*PROBLEM DESCRIPTION*.
Your answer must be every line of the data that contains "EventNotFound".

(Stored dataset items)
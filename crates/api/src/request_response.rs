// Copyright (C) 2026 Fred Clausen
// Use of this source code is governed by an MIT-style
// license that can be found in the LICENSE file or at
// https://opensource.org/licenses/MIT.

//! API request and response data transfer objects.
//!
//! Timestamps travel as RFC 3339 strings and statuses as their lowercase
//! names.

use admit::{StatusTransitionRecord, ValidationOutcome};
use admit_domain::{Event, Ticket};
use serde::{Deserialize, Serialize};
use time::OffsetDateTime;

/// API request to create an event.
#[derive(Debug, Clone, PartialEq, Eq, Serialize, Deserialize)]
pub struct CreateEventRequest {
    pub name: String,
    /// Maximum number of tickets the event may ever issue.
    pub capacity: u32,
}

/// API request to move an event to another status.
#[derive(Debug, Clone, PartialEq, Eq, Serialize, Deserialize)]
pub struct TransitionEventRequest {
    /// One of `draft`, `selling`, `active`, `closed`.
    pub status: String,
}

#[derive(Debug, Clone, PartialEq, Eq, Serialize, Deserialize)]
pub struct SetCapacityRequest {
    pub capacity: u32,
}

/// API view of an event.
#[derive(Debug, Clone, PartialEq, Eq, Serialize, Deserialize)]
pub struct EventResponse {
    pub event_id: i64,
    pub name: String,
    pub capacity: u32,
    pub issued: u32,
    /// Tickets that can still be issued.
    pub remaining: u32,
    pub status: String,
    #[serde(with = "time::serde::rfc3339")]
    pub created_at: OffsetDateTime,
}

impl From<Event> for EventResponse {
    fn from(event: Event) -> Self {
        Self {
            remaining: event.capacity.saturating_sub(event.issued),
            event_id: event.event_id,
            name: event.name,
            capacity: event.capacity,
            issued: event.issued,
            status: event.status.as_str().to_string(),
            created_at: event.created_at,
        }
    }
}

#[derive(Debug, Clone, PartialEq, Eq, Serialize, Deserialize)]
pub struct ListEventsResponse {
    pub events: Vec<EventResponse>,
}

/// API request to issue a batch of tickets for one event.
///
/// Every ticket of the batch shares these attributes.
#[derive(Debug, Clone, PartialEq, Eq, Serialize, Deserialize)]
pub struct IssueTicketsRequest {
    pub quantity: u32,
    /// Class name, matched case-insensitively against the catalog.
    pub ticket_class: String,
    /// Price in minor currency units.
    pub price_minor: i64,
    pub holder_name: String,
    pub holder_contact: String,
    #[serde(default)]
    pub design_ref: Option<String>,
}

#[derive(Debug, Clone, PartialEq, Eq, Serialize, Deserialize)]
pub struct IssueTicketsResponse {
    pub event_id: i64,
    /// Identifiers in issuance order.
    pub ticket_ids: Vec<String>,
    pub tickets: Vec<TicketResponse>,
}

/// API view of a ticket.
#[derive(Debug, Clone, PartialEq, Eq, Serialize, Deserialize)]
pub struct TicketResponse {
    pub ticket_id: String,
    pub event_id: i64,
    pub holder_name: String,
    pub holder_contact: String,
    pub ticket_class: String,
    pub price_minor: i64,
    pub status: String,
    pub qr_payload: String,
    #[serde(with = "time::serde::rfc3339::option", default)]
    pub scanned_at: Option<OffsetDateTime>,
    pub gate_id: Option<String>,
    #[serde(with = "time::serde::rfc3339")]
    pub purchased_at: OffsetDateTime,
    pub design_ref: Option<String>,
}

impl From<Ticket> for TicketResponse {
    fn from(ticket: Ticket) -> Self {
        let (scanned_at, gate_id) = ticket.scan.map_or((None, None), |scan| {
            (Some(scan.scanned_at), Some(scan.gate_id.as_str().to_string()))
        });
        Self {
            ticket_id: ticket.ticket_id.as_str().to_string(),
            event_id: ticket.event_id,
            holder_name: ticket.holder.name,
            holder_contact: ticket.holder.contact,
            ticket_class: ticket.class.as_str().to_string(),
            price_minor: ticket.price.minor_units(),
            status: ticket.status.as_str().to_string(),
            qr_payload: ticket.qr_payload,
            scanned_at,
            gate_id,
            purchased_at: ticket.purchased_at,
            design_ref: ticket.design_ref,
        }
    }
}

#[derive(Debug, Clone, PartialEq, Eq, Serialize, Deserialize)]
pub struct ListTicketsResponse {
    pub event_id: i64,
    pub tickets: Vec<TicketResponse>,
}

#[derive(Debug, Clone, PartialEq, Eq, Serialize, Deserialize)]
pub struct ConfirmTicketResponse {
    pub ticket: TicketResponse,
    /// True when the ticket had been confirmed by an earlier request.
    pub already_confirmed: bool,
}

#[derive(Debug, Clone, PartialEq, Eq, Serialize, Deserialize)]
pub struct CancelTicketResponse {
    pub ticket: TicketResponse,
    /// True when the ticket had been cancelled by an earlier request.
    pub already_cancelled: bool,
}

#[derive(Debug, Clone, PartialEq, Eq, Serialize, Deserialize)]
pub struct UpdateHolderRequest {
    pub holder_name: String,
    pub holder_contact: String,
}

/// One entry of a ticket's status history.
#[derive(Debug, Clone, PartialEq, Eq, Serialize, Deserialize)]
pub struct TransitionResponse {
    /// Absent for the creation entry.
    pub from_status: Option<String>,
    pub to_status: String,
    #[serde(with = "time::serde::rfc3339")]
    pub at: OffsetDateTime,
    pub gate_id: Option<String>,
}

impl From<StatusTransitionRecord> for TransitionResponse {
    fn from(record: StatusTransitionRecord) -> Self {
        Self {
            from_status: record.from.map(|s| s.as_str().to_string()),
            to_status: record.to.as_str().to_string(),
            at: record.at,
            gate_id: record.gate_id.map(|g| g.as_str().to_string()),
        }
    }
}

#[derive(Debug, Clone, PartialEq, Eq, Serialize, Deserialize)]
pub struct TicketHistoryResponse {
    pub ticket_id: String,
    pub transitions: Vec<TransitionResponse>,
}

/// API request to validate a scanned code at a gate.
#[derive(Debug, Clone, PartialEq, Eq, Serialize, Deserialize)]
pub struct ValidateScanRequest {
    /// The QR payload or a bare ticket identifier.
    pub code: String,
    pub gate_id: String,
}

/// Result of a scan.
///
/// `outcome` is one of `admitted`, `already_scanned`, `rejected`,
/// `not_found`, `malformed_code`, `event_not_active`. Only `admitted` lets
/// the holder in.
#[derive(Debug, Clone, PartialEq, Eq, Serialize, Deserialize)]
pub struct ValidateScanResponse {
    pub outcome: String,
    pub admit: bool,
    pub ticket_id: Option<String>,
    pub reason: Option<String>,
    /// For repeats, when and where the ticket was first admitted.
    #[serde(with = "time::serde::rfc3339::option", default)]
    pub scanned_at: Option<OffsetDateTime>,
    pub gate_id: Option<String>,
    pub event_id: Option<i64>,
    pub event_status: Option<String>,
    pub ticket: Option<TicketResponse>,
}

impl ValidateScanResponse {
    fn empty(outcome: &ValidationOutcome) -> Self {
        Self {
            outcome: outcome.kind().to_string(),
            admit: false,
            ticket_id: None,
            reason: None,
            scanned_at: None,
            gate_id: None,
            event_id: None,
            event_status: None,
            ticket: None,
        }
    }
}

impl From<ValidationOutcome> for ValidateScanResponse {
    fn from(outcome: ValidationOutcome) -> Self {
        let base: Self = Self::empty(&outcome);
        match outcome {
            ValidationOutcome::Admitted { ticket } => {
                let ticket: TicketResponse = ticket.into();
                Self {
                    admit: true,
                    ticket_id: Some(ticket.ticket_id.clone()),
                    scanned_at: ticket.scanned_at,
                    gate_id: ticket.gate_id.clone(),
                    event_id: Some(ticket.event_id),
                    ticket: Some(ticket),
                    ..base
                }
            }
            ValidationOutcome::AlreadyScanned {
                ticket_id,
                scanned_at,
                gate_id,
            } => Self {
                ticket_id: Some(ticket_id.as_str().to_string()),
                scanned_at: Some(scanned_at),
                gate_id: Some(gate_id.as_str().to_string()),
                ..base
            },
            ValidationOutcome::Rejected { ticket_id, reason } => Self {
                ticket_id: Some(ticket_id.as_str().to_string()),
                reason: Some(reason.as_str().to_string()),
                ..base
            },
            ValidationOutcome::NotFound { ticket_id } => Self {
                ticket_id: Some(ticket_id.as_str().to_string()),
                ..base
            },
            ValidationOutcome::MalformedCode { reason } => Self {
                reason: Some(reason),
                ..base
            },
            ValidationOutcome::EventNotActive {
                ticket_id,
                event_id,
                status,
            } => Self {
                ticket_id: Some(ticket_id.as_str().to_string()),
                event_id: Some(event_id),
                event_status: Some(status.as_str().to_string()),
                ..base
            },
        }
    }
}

* * *

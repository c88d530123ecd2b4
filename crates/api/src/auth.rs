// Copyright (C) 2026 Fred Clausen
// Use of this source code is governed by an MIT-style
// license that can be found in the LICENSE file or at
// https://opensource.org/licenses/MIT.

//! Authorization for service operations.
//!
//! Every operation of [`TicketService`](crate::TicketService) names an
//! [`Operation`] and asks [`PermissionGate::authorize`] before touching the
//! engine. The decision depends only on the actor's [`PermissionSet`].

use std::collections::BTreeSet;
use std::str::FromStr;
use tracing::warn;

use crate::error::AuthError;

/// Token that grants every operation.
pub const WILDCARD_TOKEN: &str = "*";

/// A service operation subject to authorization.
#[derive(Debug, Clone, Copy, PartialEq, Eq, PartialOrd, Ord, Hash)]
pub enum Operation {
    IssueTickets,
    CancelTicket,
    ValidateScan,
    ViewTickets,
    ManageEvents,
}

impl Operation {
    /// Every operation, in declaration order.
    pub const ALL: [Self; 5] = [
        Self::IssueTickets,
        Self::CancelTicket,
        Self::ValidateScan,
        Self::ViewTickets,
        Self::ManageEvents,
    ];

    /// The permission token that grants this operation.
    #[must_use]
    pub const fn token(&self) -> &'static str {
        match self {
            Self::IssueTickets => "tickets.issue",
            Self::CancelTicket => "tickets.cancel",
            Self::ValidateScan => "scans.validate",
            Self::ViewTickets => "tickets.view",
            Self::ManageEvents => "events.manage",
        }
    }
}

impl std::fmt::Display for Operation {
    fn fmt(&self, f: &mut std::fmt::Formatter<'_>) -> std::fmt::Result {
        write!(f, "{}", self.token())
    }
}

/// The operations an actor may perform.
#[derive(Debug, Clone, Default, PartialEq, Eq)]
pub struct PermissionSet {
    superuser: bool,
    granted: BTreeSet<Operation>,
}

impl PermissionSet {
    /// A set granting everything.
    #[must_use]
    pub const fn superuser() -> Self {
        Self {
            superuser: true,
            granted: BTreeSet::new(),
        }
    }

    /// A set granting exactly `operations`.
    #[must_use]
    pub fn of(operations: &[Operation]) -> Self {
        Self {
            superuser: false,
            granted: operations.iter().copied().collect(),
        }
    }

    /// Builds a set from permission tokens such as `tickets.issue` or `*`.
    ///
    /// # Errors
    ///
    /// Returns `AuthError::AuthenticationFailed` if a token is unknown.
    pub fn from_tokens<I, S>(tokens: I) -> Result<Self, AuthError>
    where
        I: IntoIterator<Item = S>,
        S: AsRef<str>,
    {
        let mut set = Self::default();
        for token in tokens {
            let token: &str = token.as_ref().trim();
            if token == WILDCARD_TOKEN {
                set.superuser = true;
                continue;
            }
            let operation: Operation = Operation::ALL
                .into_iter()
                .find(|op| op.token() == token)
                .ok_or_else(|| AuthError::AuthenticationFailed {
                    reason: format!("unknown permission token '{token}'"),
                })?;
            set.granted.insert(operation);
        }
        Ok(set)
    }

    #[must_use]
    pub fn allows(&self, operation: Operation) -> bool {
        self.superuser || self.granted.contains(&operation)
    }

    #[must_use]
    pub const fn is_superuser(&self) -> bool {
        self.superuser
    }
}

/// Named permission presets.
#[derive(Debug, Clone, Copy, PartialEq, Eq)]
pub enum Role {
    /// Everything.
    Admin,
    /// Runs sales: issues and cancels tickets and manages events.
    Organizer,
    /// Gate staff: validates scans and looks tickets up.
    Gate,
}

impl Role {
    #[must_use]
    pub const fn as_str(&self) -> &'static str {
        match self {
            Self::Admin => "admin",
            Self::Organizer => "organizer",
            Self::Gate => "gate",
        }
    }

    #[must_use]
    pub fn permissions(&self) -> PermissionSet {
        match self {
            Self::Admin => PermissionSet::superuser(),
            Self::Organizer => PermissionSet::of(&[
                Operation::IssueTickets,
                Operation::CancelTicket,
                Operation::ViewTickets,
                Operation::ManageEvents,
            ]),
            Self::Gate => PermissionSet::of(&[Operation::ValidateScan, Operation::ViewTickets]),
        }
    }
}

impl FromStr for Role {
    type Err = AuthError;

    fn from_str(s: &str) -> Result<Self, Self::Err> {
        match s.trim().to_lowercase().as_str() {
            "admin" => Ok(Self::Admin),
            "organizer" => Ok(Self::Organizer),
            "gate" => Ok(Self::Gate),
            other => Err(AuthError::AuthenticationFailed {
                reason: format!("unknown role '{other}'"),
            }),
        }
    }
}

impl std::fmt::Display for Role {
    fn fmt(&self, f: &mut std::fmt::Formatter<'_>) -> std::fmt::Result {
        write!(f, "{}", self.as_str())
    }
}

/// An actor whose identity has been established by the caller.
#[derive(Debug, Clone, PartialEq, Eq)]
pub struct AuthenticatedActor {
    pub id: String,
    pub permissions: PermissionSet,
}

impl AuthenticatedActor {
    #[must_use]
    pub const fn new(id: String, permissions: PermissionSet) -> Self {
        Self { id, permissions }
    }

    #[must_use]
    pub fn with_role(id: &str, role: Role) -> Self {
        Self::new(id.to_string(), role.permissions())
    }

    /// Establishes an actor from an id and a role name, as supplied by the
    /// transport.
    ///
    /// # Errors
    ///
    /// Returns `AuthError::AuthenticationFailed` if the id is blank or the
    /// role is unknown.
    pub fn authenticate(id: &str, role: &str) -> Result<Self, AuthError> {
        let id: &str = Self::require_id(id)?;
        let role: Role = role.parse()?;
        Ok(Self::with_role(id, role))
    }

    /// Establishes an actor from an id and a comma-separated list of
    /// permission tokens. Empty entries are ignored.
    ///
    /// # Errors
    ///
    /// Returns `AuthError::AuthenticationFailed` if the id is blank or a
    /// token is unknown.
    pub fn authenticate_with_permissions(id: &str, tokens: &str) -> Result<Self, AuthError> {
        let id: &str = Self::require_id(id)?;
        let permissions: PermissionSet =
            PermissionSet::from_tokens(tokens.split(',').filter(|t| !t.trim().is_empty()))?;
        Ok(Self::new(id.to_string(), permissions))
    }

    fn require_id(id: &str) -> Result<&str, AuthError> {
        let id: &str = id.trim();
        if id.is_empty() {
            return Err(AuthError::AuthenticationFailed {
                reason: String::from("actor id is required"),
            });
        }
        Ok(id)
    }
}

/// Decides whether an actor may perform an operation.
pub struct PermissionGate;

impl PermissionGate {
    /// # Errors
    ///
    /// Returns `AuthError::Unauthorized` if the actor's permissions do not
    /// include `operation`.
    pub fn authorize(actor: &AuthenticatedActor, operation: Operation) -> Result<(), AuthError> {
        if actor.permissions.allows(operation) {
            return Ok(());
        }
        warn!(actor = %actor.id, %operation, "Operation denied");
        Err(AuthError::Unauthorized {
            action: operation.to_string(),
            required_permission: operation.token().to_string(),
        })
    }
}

* * *

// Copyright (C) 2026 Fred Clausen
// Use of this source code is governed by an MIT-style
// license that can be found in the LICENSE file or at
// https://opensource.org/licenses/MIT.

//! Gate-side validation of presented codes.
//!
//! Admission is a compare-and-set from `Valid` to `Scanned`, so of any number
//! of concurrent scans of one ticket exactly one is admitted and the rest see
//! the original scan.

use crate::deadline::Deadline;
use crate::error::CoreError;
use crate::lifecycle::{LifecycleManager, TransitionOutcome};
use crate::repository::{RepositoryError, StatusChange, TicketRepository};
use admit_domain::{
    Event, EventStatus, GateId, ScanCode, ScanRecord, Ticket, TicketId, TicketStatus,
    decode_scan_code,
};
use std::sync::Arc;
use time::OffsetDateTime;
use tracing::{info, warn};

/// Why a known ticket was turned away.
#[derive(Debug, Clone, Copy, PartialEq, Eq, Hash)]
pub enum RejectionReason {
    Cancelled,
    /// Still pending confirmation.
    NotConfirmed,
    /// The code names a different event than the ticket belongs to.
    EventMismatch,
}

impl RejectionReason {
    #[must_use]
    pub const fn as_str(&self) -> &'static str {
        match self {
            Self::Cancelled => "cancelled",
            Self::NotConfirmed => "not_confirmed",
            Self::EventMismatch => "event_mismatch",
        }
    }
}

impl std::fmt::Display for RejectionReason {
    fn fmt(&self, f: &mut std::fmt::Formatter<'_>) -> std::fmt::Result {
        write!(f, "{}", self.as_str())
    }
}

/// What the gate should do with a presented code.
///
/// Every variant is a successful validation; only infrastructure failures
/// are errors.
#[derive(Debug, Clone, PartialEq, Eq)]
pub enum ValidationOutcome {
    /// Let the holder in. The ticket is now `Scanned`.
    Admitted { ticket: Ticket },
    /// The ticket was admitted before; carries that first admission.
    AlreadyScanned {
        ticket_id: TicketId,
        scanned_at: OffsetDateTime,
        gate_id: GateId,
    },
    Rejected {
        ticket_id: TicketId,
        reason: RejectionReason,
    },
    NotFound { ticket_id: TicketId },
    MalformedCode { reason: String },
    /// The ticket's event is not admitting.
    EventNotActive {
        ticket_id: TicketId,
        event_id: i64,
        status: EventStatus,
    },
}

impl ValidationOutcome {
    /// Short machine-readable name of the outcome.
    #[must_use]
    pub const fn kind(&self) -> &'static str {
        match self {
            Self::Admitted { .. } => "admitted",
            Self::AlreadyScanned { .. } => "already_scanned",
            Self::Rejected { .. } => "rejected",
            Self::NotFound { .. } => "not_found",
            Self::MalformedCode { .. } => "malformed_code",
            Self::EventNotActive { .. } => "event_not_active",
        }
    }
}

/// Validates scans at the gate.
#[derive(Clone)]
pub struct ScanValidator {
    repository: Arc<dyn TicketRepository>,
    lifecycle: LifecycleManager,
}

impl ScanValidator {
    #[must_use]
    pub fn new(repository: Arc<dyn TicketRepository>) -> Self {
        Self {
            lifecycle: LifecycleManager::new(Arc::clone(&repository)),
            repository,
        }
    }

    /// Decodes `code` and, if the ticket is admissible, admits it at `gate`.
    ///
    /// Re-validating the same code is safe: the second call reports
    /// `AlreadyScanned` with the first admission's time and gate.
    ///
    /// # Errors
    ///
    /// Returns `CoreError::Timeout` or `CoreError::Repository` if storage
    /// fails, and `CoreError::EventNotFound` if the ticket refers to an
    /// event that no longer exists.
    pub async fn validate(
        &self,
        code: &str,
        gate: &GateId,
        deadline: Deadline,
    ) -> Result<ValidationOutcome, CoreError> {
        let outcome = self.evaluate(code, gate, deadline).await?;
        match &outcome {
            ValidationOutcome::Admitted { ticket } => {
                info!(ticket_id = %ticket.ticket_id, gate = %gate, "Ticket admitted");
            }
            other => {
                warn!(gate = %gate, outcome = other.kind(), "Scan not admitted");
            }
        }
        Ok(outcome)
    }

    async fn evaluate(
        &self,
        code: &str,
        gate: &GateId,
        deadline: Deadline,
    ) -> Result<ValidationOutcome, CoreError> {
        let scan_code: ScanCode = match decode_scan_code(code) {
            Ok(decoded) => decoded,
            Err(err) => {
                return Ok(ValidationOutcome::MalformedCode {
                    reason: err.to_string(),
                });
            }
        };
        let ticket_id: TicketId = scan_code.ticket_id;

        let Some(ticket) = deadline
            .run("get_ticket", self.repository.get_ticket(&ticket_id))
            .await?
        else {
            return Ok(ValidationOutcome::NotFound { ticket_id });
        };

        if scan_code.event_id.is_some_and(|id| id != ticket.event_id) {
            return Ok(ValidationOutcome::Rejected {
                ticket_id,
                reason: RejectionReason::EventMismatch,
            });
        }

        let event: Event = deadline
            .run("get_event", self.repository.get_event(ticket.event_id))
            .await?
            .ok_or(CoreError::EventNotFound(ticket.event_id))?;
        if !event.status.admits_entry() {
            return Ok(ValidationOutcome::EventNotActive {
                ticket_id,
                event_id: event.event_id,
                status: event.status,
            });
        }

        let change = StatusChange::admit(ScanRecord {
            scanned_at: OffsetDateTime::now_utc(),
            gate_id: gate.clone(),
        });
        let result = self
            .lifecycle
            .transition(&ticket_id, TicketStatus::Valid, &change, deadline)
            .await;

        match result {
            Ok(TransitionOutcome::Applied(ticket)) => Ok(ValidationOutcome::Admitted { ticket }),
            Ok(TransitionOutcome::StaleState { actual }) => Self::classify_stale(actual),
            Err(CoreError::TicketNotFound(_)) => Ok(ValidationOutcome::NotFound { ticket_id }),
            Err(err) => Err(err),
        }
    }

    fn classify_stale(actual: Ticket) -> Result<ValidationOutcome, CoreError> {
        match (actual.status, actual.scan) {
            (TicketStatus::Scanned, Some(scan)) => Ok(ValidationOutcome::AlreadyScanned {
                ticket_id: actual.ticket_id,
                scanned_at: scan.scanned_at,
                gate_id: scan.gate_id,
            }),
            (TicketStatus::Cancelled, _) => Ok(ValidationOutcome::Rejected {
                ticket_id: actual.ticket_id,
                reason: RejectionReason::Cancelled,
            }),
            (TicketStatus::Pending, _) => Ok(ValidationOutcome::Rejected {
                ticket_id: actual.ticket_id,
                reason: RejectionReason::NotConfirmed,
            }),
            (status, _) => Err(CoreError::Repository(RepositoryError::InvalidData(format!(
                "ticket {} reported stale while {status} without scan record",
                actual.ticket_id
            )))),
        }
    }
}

*RESULT*.
    /// fails, and `CoreError::EventNotFound` if the ticket refers to an
            .ok_or(CoreError::EventNotFound(ticket.event_id))?;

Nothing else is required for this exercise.